Retype each entry. Leave every word as it is.

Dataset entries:
↓

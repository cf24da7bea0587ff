//! Transport header maps and their two wire encodings.
//!
//! Init frames carry a u16 pair count with u16 length prefixes; call frames
//! carry a u8 pair count with u8 length prefixes. Both are sequences of
//! UTF-8 key/value strings, order-preserving.

use bytes::{BufMut, Bytes, BytesMut};

use crate::codec::{get_str_u8, get_str_u16, get_u8, get_u16, put_str_u8, put_str_u16};
use crate::error::ProtocolError;

/// An order-preserving string→string header map.
///
/// Maps are small (a handful of entries), so lookups scan linearly.
#[derive(Clone, Debug, Default, PartialEq, Eq)]
pub struct Headers {
    entries: Vec<(String, String)>,
}

impl Headers {
    pub fn new() -> Self {
        Self::default()
    }

    /// Insert a pair, replacing any existing entry with the same key.
    pub fn insert(&mut self, key: impl Into<String>, value: impl Into<String>) {
        let key = key.into();
        let value = value.into();
        match self.entries.iter_mut().find(|(k, _)| *k == key) {
            Some(entry) => entry.1 = value,
            None => self.entries.push((key, value)),
        }
    }

    pub fn get(&self, key: &str) -> Option<&str> {
        self.entries
            .iter()
            .find(|(k, _)| k == key)
            .map(|(_, v)| v.as_str())
    }

    pub fn remove(&mut self, key: &str) -> Option<String> {
        let idx = self.entries.iter().position(|(k, _)| k == key)?;
        Some(self.entries.remove(idx).1)
    }

    pub fn retain(&mut self, mut keep: impl FnMut(&str, &str) -> bool) {
        self.entries.retain(|(k, v)| keep(k, v));
    }

    pub fn iter(&self) -> impl Iterator<Item = (&str, &str)> {
        self.entries.iter().map(|(k, v)| (k.as_str(), v.as_str()))
    }

    pub fn len(&self) -> usize {
        self.entries.len()
    }

    pub fn is_empty(&self) -> bool {
        self.entries.is_empty()
    }
}

impl<K: Into<String>, V: Into<String>> FromIterator<(K, V)> for Headers {
    fn from_iter<I: IntoIterator<Item = (K, V)>>(iter: I) -> Self {
        let mut headers = Headers::new();
        for (k, v) in iter {
            headers.insert(k, v);
        }
        headers
    }
}

/// Encoded size of the call-frame (u8-prefixed) form, including the count.
pub(crate) fn call_encoded_len(headers: &Headers) -> usize {
    1 + headers
        .iter()
        .map(|(k, v)| 2 + k.len() + v.len())
        .sum::<usize>()
}

pub(crate) fn encode_call_headers(
    headers: &Headers,
    buf: &mut BytesMut,
) -> Result<(), ProtocolError> {
    if headers.len() > u8::MAX as usize {
        return Err(ProtocolError::StringTooLong {
            field: "nh",
            len: headers.len(),
            max: u8::MAX as usize,
        });
    }
    buf.put_u8(headers.len() as u8);
    for (key, value) in headers.iter() {
        put_str_u8(key, "header key", buf)?;
        put_str_u8(value, "header value", buf)?;
    }
    Ok(())
}

pub(crate) fn decode_call_headers(buf: &mut Bytes) -> Result<Headers, ProtocolError> {
    let count = get_u8(buf, "nh")?;
    let mut headers = Headers::new();
    for _ in 0..count {
        let key = get_str_u8(buf, "header key")?;
        let value = get_str_u8(buf, "header value")?;
        headers.insert(key, value);
    }
    Ok(headers)
}

pub(crate) fn encode_init_headers(
    headers: &Headers,
    buf: &mut BytesMut,
) -> Result<(), ProtocolError> {
    if headers.len() > u16::MAX as usize {
        return Err(ProtocolError::StringTooLong {
            field: "nh",
            len: headers.len(),
            max: u16::MAX as usize,
        });
    }
    buf.put_u16(headers.len() as u16);
    for (key, value) in headers.iter() {
        put_str_u16(key, "init header key", buf)?;
        put_str_u16(value, "init header value", buf)?;
    }
    Ok(())
}

pub(crate) fn decode_init_headers(buf: &mut Bytes) -> Result<Headers, ProtocolError> {
    let count = get_u16(buf, "nh")?;
    let mut headers = Headers::new();
    for _ in 0..count {
        let key = get_str_u16(buf, "init header key")?;
        let value = get_str_u16(buf, "init header value")?;
        headers.insert(key, value);
    }
    Ok(headers)
}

↑

> _Problem solution_:
repository cf24da7bea0587ff
//! Transport header maps and their two wire encodings.
//!
//! Init frames carry a u16 pair count with u16 length prefixes; call frames
//! carry a u8 pair count with u8 length prefixes. Both are sequences of
//! UTF-8 key/value strings, order-preserving.

use bytes::{BufMut, Bytes, BytesMut};

use crate::codec::{get_str_u8, get_str_u16, get_u8, get_u16, put_str_u8, put_str_u16};
use crate::error::ProtocolError;

/// An order-preserving string→string header map.
///
/// Maps are small (a handful of entries), so lookups scan linearly.
#[derive(Clone, Debug, Default, PartialEq, Eq)]
pub struct Headers {
    entries: Vec<(String, String)>,
}

impl Headers {
    pub fn new() -> Self {
        Self::default()
    }

    /// Insert a pair, replacing any existing entry with the same key.
    pub fn insert(&mut self, key: impl Into<String>, value: impl Into<String>) {
        let key = key.into();
        let value = value.into();
        match self.entries.iter_mut().find(|(k, _)| *k == key) {
            Some(entry) => entry.1 = value,
            None => self.entries.push((key, value)),
        }
    }

    pub fn get(&self, key: &str) -> Option<&str> {
        self.entries
            .iter()
            .find(|(k, _)| k == key)
            .map(|(_, v)| v.as_str())
    }

    pub fn remove(&mut self, key: &str) -> Option<String> {
        let idx = self.entries.iter().position(|(k, _)| k == key)?;
        Some(self.entries.remove(idx).1)
    }

    pub fn retain(&mut self, mut keep: impl FnMut(&str, &str) -> bool) {
        self.entries.retain(|(k, v)| keep(k, v));
    }

    pub fn iter(&self) -> impl Iterator<Item = (&str, &str)> {
        self.entries.iter().map(|(k, v)| (k.as_str(), v.as_str()))
    }

    pub fn len(&self) -> usize {
        self.entries.len()
    }

    pub fn is_empty(&self) -> bool {
        self.entries.is_empty()
    }
}

impl<K: Into<String>, V: Into<String>> FromIterator<(K, V)> for Headers {
    fn from_iter<I: IntoIterator<Item = (K, V)>>(iter: I) -> Self {
        let mut headers = Headers::new();
        for (k, v) in iter {
            headers.insert(k, v);
        }
        headers
    }
}

/// Encoded size of the call-frame (u8-prefixed) form, including the count.
pub(crate) fn call_encoded_len(headers: &Headers) -> usize {
    1 + headers
        .iter()
        .map(|(k, v)| 2 + k.len() + v.len())
        .sum::<usize>()
}

pub(crate) fn encode_call_headers(
    headers: &Headers,
    buf: &mut BytesMut,
) -> Result<(), ProtocolError> {
    if headers.len() > u8::MAX as usize {
        return Err(ProtocolError::StringTooLong {
            field: "nh",
            len: headers.len(),
            max: u8::MAX as usize,
        });
    }
    buf.put_u8(headers.len() as u8);
    for (key, value) in headers.iter() {
        put_str_u8(key, "header key", buf)?;
        put_str_u8(value, "header value", buf)?;
    }
    Ok(())
}

pub(crate) fn decode_call_headers(buf: &mut Bytes) -> Result<Headers, ProtocolError> {
    let count = get_u8(buf, "nh")?;
    let mut headers = Headers::new();
    for _ in 0..count {
        let key = get_str_u8(buf, "header key")?;
        let value = get_str_u8(buf, "header value")?;
        headers.insert(key, value);
    }
    Ok(headers)
}

pub(crate) fn encode_init_headers(
    headers: &Headers,
    buf: &mut BytesMut,
) -> Result<(), ProtocolError> {
    if headers.len() > u16::MAX as usize {
        return Err(ProtocolError::StringTooLong {
            field: "nh",
            len: headers.len(),
            max: u16::MAX as usize,
        });
    }
    buf.put_u16(headers.len() as u16);
    for (key, value) in headers.iter() {
        put_str_u16(key, "init header key", buf)?;
        put_str_u16(value, "init header value", buf)?;
    }
    Ok(())
}

pub(crate) fn decode_init_headers(buf: &mut Bytes) -> Result<Headers, ProtocolError> {
    let count = get_u16(buf, "nh")?;
    let mut headers = Headers::new();
    for _ in 0..count {
        let key = get_str_u16(buf, "init header key")?;
        let value = get_str_u16(buf, "init header value")?;
        headers.insert(key, value);
    }
    Ok(headers)
}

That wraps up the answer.